Solving for Theta in z=(-i)^1/3

[theBEAST]

Homework Statement

First off convert to z=(-i)^1/3.
Here is where I am stuck, how do I convert the above to this form: e^iθ? I am mainly stuck because I don't know how to solve for theta.

I know that θ = arctan(y/x) where y is the coefficient in front of i and x is the real value but in this case there is no x... So you would be dividing by zero which doesn't make sense.

 

[Robert1986]

The "trick" is to write $(-i)^{1/3}$ in the form $re^{i\theta}$ where you must figure out what $r,\theta$ are (this part should be very easy.)

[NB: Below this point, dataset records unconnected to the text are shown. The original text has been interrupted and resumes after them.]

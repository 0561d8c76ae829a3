// In-memory poll collection.
//
// Records are keyed by `PollId`; every merge path replaces by identifier so
// the collection never holds two records with the same id.

use std::collections::HashSet;

use tracing::debug;

use crate::model::{Poll, PollId};

/// Message shown when a collection fetch fails.
pub const LOAD_FAILED_MESSAGE: &str = "Failed to fetch polls.";

/// Result of an [`PollStore::upsert`].
#[derive(Debug, Clone, Copy, PartialEq, Eq)]
pub enum Upsert {
    Replaced,
    Appended,
}

#[derive(Debug, Clone, Default, PartialEq)]
pub struct PollStore {
    polls: Vec<Poll>,
    loading: bool,
    error: Option<String>,
}

impl PollStore {
    pub fn new() -> Self {
        Self::default()
    }

    /// Mark a collection fetch as in flight.
    pub fn begin_load(&mut self) {
        self.loading = true;
        self.error = None;
    }

    /// Replace the whole collection with a fetch result. Later duplicates of
    /// an identifier are dropped.
    pub fn load(&mut self, polls: Vec<Poll>) {
        let mut seen = HashSet::with_capacity(polls.len());
        let before = polls.len();
        self.polls = polls
            .into_iter()
            .filter(|p| seen.insert(p.id.clone()))
            .collect();
        if self.polls.len() != before {
            debug!(
                "Dropped {} duplicate poll record(s) from fetch result",
                before - self.polls.len()
            );
        }
        self.loading = false;
        self.error = None;
    }

    /// Record a failed fetch. The previous records stay in place.
    pub fn fail_load(&mut self, message: impl Into<String>) {
        self.loading = false;
        self.error = Some(message.into());
    }

    /// Replace the record with the same id in place, or append it.
    pub fn upsert(&mut self, poll: Poll) -> Upsert {
        match self.position(&poll.id) {
            Some(idx) => {
                self.polls[idx] = poll;
                Upsert::Replaced
            }
            None => {
                self.polls.push(poll);
                Upsert::Appended
            }
        }
    }

    /// Insert at the front (newest first). An existing record with the same
    /// id is removed first.
    pub fn prepend(&mut self, poll: Poll) {
        if let Some(idx) = self.position(&poll.id) {
            self.polls.remove(idx);
        }
        self.polls.insert(0, poll);
    }

    /// Replace an existing record with a pushed update. Returns `false` and
    /// leaves the store untouched when the id is unknown.
    pub fn apply_live_update(&mut self, poll: Poll) -> bool {
        match self.position(&poll.id) {
            Some(idx) => {
                self.polls[idx] = poll;
                true
            }
            None => false,
        }
    }

    /// Remove the record with `id`, if present.
    pub fn remove(&mut self, id: &PollId) -> Option<Poll> {
        self.position(id).map(|idx| self.polls.remove(idx))
    }

    pub fn get(&self, id: &PollId) -> Option<&Poll> {
        self.polls.iter().find(|p| &p.id == id)
    }

    pub fn contains(&self, id: &PollId) -> bool {
        self.position(id).is_some()
    }

    pub fn polls(&self) -> &[Poll] {
        &self.polls
    }

    pub fn len(&self) -> usize {
        self.polls.len()
    }

    pub fn is_empty(&self) -> bool {
        self.polls.is_empty()
    }

    pub fn is_loading(&self) -> bool {
        self.loading
    }

    pub fn error(&self) -> Option<&str> {
        self.error.as_deref()
    }

    fn position(&self, id: &PollId) -> Option<usize> {
        self.polls.iter().position(|p| &p.id == id)
    }
}
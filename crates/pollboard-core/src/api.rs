// Backend seam: the calls the client makes, and the request/outcome pair the
// event loop uses to run them off-loop.

use async_trait::async_trait;
use thiserror::Error;

use crate::model::{OptionId, Poll, PollDraft, PollId, User};

#[derive(Debug, Clone, Error, PartialEq, Eq)]
pub enum ApiError {
    /// The backend answered with a non-success status.
    #[error("backend returned status {status}{}", detail_suffix(.message))]
    Backend { status: u16, message: Option<String> },

    #[error("network error: {0}")]
    Transport(String),

    #[error("unexpected response body: {0}")]
    Decode(String),
}

impl ApiError {
    /// Text for a user-facing notice: the backend's own message when it sent
    /// one, otherwise `fallback`.
    pub fn user_message(&self, fallback: &str) -> String {
        match self {
            ApiError::Backend {
                message: Some(m), ..
            } if !m.trim().is_empty() => m.clone(),
            _ => fallback.to_string(),
        }
    }
}

fn detail_suffix(message: &Option<String>) -> String {
    message
        .as_deref()
        .map(|m| format!(": {m}"))
        .unwrap_or_default()
}

/// Operations offered by the polling backend.
///
/// Calls that take a `credential` are authenticated with it as a bearer
/// token.
#[async_trait]
pub trait PollApi: Send + Sync {
    async fn list_polls(&self) -> Result<Vec<Poll>, ApiError>;

    async fn get_poll(&self, id: &PollId) -> Result<Poll, ApiError>;

    async fn create_poll(&self, credential: &str, draft: &PollDraft) -> Result<Poll, ApiError>;

    async fn vote(
        &self,
        credential: &str,
        poll: &PollId,
        option: &OptionId,
    ) -> Result<Poll, ApiError>;

    async fn delete_poll(&self, credential: &str, id: &PollId) -> Result<(), ApiError>;

    /// Trade an identity-provider credential for the application user.
    async fn exchange_credential(&self, credential: &str) -> Result<User, ApiError>;
}

// ---------------------------------------------------------------------------
// Requests and outcomes
// ---------------------------------------------------------------------------

/// A backend call the application state wants made.
#[derive(Debug, Clone, PartialEq, Eq)]
pub enum ApiRequest {
    LoadPolls,
    LoadPoll(PollId),
    Vote {
        credential: String,
        poll_id: PollId,
        option_id: OptionId,
    },
    CreatePoll {
        credential: String,
        draft: PollDraft,
    },
    DeletePoll {
        credential: String,
        poll_id: PollId,
    },
    /// Exchange a credential for a session. `restoring` marks the boot-time
    /// re-authentication with a stored credential.
    SignIn { credential: String, restoring: bool },
}

impl ApiRequest {
    /// Short name for logs. Never includes the credential.
    pub fn label(&self) -> &'static str {
        match self {
            ApiRequest::LoadPolls => "load-polls",
            ApiRequest::LoadPoll(_) => "load-poll",
            ApiRequest::Vote { .. } => "vote",
            ApiRequest::CreatePoll { .. } => "create-poll",
            ApiRequest::DeletePoll { .. } => "delete-poll",
            ApiRequest::SignIn { .. } => "sign-in",
        }
    }
}

/// The completed counterpart of an [`ApiRequest`].
#[derive(Debug, Clone, PartialEq)]
pub enum ApiOutcome {
    PollsLoaded(Result<Vec<Poll>, ApiError>),
    PollLoaded {
        poll_id: PollId,
        result: Result<Poll, ApiError>,
    },
    Voted {
        poll_id: PollId,
        option_id: OptionId,
        result: Result<Poll, ApiError>,
    },
    Created(Result<Poll, ApiError>),
    Deleted {
        poll_id: PollId,
        result: Result<(), ApiError>,
    },
    SignedIn {
        credential: String,
        restoring: bool,
        result: Result<User, ApiError>,
    },
}

/// Run one request against `api`.
pub async fn execute(api: &dyn PollApi, request: ApiRequest) -> ApiOutcome {
    match request {
        ApiRequest::LoadPolls => ApiOutcome::PollsLoaded(api.list_polls().await),
        ApiRequest::LoadPoll(poll_id) => {
            let result = api.get_poll(&poll_id).await;
            ApiOutcome::PollLoaded { poll_id, result }
        }
        ApiRequest::Vote {
            credential,
            poll_id,
            option_id,
        } => {
            let result = api.vote(&credential, &poll_id, &option_id).await;
            ApiOutcome::Voted {
                poll_id,
                option_id,
                result,
            }
        }
        ApiRequest::CreatePoll { credential, draft } => {
            ApiOutcome::Created(api.create_poll(&credential, &draft).await)
        }
        ApiRequest::DeletePoll {
            credential,
            poll_id,
        } => {
            let result = api.delete_poll(&credential, &poll_id).await;
            ApiOutcome::Deleted { poll_id, result }
        }
        ApiRequest::SignIn {
            credential,
            restoring,
        } => {
            let result = api.exchange_credential(&credential).await;
            ApiOutcome::SignedIn {
                credential,
                restoring,
                result,
            }
        }
    }
}

#[cfg(test)]
mod tests {
    use super::*;

    #[test]
    fn user_message_prefers_backend_text() {
        let err = ApiError::Backend {
            status: 400,
            message: Some("You have already voted on this poll.".into()),
        };
        assert_eq!(
            err.user_message("An error occurred while voting."),
            "You have already voted on this poll."
        );
    }

    #[test]
    fn user_message_falls_back() {
        let fallback = "An error occurred while voting.";
        assert_eq!(
            ApiError::Transport("connection refused".into()).user_message(fallback),
            fallback
        );
        assert_eq!(
            ApiError::Backend {
                status: 500,
                message: None
            }
            .user_message(fallback),
            fallback
        );
        assert_eq!(
            ApiError::Backend {
                status: 500,
                message: Some("  ".into())
            }
            .user_message(fallback),
            fallback
        );
    }

    #[test]
    fn display_includes_status_and_message() {
        let err = ApiError::Backend {
            status: 403,
            message: Some("Not the owner".into()),
        };
        assert_eq!(err.to_string(), "backend returned status 403: Not the owner");
        let bare = ApiError::Backend {
            status: 502,
            message: None,
        };
        assert_eq!(bare.to_string(), "backend returned status 502");
    }
}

Now you are trying to compute $(re^{i\theta})^{1/3} = r^{1/3}(e^{i\theta})^{1/3}$. Do you see how to do this? Now, there is actually going to be three different solutions, do you see this? Do you see what they are?

 

[scurty]

Alternatively, you can rewrite $z=(-i)^{\frac{1}{3}}$ as $z=e^{log((-i)^\frac{1}{3})}$ and use properties of complex logs to arrive at the correct answer.

 

[vela]

Homework Statement

First off convert to z=(-i)^1/3.
Here is where I am stuck, how do I convert the above to this form: e^iθ? I am mainly stuck because I don't know how to solve for theta.

I know that θ = arctan(y/x) where y is the coefficient in front of i and x is the real value but in this case there is no x... So you would be dividing by zero which doesn't make sense.

Think about where the point z=-i lies in the complex plane. Forget using the formula. What are the polar coordinates of that point?